What the task requires
For the word "keeping", search the records and show each line in which it occurs.

[Start of Attachment]

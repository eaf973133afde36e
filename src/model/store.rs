//! Option store: the ordered item catalogue.
//!
//! The store is rebuilt by the caller whenever its data changes. The engine
//! never keeps a copy between calls; it only remembers keys.

use super::{Item, ItemKey, KeySet};
use serde::{Deserialize, Serialize};
use std::collections::HashMap;
use tracing::warn;

/// Field used by [`OptionStore::sorted_by`].
#[derive(Debug, Clone, Copy, PartialEq, Eq, Serialize, Deserialize)]
#[serde(rename_all = "camelCase")]
pub enum SortKey {
    /// Sort by item key.
    Key,
    /// Sort by title text.
    Title,
}

/// Sort direction for [`OptionStore::sorted_by`].
#[derive(Debug, Clone, Copy, Default, PartialEq, Eq, Serialize, Deserialize)]
#[serde(rename_all = "camelCase")]
pub enum SortOrder {
    /// Ascending.
    #[default]
    Asc,
    /// Descending.
    Desc,
}

/// Batch update applied by [`OptionStore::with_updates`].
#[derive(Debug, Clone, PartialEq, Eq, Serialize, Deserialize)]
pub struct ItemUpdate {
    /// Item to update.
    pub key: ItemKey,
    /// New disabled flag, if changing.
    #[serde(default)]
    pub disabled: Option<bool>,
}

/// Ordered, key-unique catalogue of items.
#[derive(Debug, Clone, Default, PartialEq, Eq)]
pub struct OptionStore {
    items: Vec<Item>,
    index: HashMap<ItemKey, usize>,
}

impl OptionStore {
    /// Build a store, dropping later items whose key was already seen.
    pub fn new(items: impl IntoIterator<Item = Item>) -> Self {
        let mut store = Self::default();
        for item in items {
            if store.index.contains_key(&item.key) {
                warn!(key = %item.key, "duplicate item key dropped from option store");
                continue;
            }
            store.index.insert(item.key.clone(), store.items.len());
            store.items.push(item);
        }
        store
    }

    /// All items, catalogue order.
    pub fn items(&self) -> &[Item] {
        &self.items
    }

    /// Number of items.
    pub fn len(&self) -> usize {
        self.items.len()
    }

    /// True when the catalogue is empty.
    pub fn is_empty(&self) -> bool {
        self.items.is_empty()
    }

    /// Look up one item by key.
    pub fn get(&self, key: &ItemKey) -> Option<&Item> {
        self.index.get(key).map(|&i| &self.items[i])
    }

    /// True when an item with `key` exists.
    pub fn contains(&self, key: &ItemKey) -> bool {
        self.index.contains_key(key)
    }

    /// Items whose key is in `keys`, in catalogue order.
    pub fn find(&self, keys: &KeySet) -> Vec<&Item> {
        self.items
            .iter()
            .filter(|item| keys.contains(&item.key))
            .collect()
    }

    /// True iff every key refers to an item of this store.
    pub fn validate_keys<'a>(&self, keys: impl IntoIterator<Item = &'a ItemKey>) -> bool {
        keys.into_iter().all(|k| self.contains(k))
    }

    /// Copy of `keys` without the keys that no longer exist here.
    pub fn retain_known(&self, keys: &KeySet) -> KeySet {
        keys.iter().filter(|k| self.contains(k)).cloned().collect()
    }

    /// Copy of `keys` keeping only keys of enabled items.
    pub fn retain_selectable(&self, keys: &KeySet) -> KeySet {
        keys.iter()
            .filter(|k| self.get(k).is_some_and(Item::is_selectable))
            .cloned()
            .collect()
    }

    /// All disabled items, catalogue order.
    pub fn disabled_items(&self) -> Vec<&Item> {
        self.items.iter().filter(|item| item.disabled).collect()
    }

    /// New store with items stably sorted by `key` in `order`.
    pub fn sorted_by(&self, key: SortKey, order: SortOrder) -> OptionStore {
        let mut items = self.items.clone();
        items.sort_by(|a, b| {
            let ord = match key {
                SortKey::Key => compare_keys(&a.key, &b.key),
                SortKey::Title => a.title.cmp(&b.title),
            };
            match order {
                SortOrder::Asc => ord,
                SortOrder::Desc => ord.reverse(),
            }
        });
        OptionStore::new(items)
    }

    /// New store with `updates` applied. Updates for unknown keys are ignored.
    pub fn with_updates(&self, updates: &[ItemUpdate]) -> OptionStore {
        let mut items = self.items.clone();
        for update in updates {
            let Some(&i) = self.index.get(&update.key) else {
                continue;
            };
            if let Some(disabled) = update.disabled {
                items[i].disabled = disabled;
            }
        }
        OptionStore::new(items)
    }
}

impl FromIterator<Item> for OptionStore {
    fn from_iter<I: IntoIterator<Item = Item>>(iter: I) -> Self {
        OptionStore::new(iter)
    }
}

// Integers sort before strings; each kind by natural order.
fn compare_keys(a: &ItemKey, b: &ItemKey) -> std::cmp::Ordering {
    use std::cmp::Ordering;
    match (a, b) {
        (ItemKey::Int(x), ItemKey::Int(y)) => x.cmp(y),
        (ItemKey::Str(x), ItemKey::Str(y)) => x.cmp(y),
        (ItemKey::Int(_), ItemKey::Str(_)) => Ordering::Less,
        (ItemKey::Str(_), ItemKey::Int(_)) => Ordering::Greater,
    }
}
//! Pagination engine: slice a filtered side into one page.
//!
//! `paginate` never corrects the requested page; keeping the stored page in
//! range is the controller's job (see [`clamp_page`]).

use crate::model::Item;
use serde::{Deserialize, Serialize};

/// Page size used when none (or zero) is configured.
pub const DEFAULT_PAGE_SIZE: usize = 10;

/// Pagination settings shared by both sides.
#[derive(Debug, Clone, Copy, PartialEq, Eq, Serialize, Deserialize)]
pub struct PaginationConfig {
    /// When false every item is on page 1.
    pub enabled: bool,
    /// Items per page. Zero is treated as [`DEFAULT_PAGE_SIZE`].
    pub page_size: usize,
}

impl Default for PaginationConfig {
    fn default() -> Self {
        Self {
            enabled: false,
            page_size: DEFAULT_PAGE_SIZE,
        }
    }
}

impl PaginationConfig {
    /// Paginated with the given page size.
    pub fn paged(page_size: usize) -> Self {
        Self {
            enabled: true,
            page_size,
        }
    }

    /// Page size with zero normalised to the default.
    pub fn effective_page_size(&self) -> usize {
        if self.page_size == 0 {
            DEFAULT_PAGE_SIZE
        } else {
            self.page_size
        }
    }

    /// Page count for `total` items, never below 1.
    pub fn total_pages(&self, total: usize) -> usize {
        if !self.enabled {
            return 1;
        }
        total.div_ceil(self.effective_page_size()).max(1)
    }
}

/// One page of a side.
#[derive(Debug, Clone, PartialEq, Eq)]
pub struct Page<'a> {
    /// Items on this page.
    pub items: Vec<&'a Item>,
    /// Items across all pages.
    pub total: usize,
    /// 1-based page number, as requested.
    pub page: usize,
    /// Number of pages, at least 1.
    pub total_pages: usize,
}

/// Slice `items` to page `page` (1-based).
///
/// Slicing is `[(page-1)*size, page*size)` clipped to the available length.
/// A page past the end yields an empty slice.
pub fn paginate<'a>(items: &[&'a Item], page: usize, config: &PaginationConfig) -> Page<'a> {
    let total = items.len();
    let total_pages = config.total_pages(total);

    if !config.enabled {
        return Page {
            items: items.to_vec(),
            total,
            page,
            total_pages,
        };
    }

    let size = config.effective_page_size();
    let start = page.saturating_sub(1).saturating_mul(size).min(total);
    let end = start.saturating_add(size).min(total);

    Page {
        items: items[start..end].to_vec(),
        total,
        page,
        total_pages,
    }
}

/// Clamp a requested page into `1..=total_pages`.
pub fn clamp_page(page: usize, total_pages: usize) -> usize {
    page.clamp(1, total_pages.max(1))
}
//! Transfer state engine (pure).
//!
//! Data flows one way per operation: an intent enters [`Transfer`], which
//! reads the catalogue and its own key state, runs partition → filter →
//! pagination to decide what is visible, updates the selection and reports
//! through a [`TransferListener`].
//!
//! # Module Structure
//!
//! - `partition`: source/target split by target-key membership
//! - `filter`: per-side text search with optional custom predicate
//! - `pagination`: page slicing and page-count math
//! - `selection`: pure selection transitions and derived views
//! - `ownership`: controlled vs uncontrolled values
//! - `events`: outbound notifications and listeners
//! - `transfer`: the controller
//! - `handle`: imperative control surface over the controller

pub mod events;
pub mod filter;
pub mod handle;
pub mod ownership;
pub mod pagination;
pub mod partition;
pub mod selection;
pub mod transfer;

// Re-export for convenience
pub use events::{Callbacks, TransferEvent, TransferListener};
pub use filter::FilterPredicate;
pub use handle::TransferHandle;
pub use ownership::Ownership;
pub use pagination::{Page, PaginationConfig, DEFAULT_PAGE_SIZE};
pub use partition::Partition;
pub use selection::{CheckState, SelectionSplit, SelectionSummary};
pub use transfer::{SideState, SideView, Transfer, TransferOptions};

[End of Attachment]

Exercise answer
    /// Copy of `keys` keeping only keys of enabled items.
//! `paginate` never corrects the requested page; keeping the stored page in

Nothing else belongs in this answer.